• _Task to complete_
Your answer should be one number: how many lines below hold the word "terminate".

#### Information shown

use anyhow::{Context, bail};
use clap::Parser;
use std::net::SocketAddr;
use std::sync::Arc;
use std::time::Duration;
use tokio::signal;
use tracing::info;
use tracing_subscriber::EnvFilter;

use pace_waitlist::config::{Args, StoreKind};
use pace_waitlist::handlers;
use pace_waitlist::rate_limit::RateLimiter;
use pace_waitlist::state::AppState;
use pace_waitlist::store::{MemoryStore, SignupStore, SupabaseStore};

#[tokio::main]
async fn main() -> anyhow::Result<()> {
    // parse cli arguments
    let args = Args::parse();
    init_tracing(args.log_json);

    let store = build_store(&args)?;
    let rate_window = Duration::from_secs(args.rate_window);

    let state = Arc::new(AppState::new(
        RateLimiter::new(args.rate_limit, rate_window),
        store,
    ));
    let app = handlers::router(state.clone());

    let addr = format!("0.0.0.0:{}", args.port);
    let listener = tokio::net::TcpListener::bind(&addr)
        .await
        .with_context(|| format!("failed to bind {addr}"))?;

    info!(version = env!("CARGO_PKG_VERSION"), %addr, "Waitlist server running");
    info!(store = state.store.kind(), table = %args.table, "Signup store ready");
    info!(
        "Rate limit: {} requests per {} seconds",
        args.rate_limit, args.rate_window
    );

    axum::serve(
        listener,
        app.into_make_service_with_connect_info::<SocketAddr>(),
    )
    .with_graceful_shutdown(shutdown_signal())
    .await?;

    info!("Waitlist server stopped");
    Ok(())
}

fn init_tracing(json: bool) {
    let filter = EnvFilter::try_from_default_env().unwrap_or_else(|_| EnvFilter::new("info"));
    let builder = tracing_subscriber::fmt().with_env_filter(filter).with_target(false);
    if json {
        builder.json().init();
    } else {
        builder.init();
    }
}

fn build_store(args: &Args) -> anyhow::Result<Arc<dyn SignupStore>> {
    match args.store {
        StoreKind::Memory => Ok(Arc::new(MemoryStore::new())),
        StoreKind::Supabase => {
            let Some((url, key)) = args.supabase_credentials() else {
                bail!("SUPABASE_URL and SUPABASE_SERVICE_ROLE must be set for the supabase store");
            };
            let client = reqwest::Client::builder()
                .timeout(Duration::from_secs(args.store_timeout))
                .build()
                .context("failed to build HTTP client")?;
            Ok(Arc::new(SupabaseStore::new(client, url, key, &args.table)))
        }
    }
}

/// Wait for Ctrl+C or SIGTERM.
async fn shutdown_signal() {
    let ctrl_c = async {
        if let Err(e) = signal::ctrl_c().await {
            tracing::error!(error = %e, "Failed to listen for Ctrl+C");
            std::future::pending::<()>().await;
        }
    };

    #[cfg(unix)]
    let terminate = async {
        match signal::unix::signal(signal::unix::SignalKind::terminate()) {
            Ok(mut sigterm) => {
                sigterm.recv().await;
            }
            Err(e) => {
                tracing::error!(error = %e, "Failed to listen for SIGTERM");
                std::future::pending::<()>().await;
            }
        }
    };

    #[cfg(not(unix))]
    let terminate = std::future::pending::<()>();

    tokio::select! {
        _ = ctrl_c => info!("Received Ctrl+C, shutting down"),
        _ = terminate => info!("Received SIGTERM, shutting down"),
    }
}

########

• _Response to this exercise_
4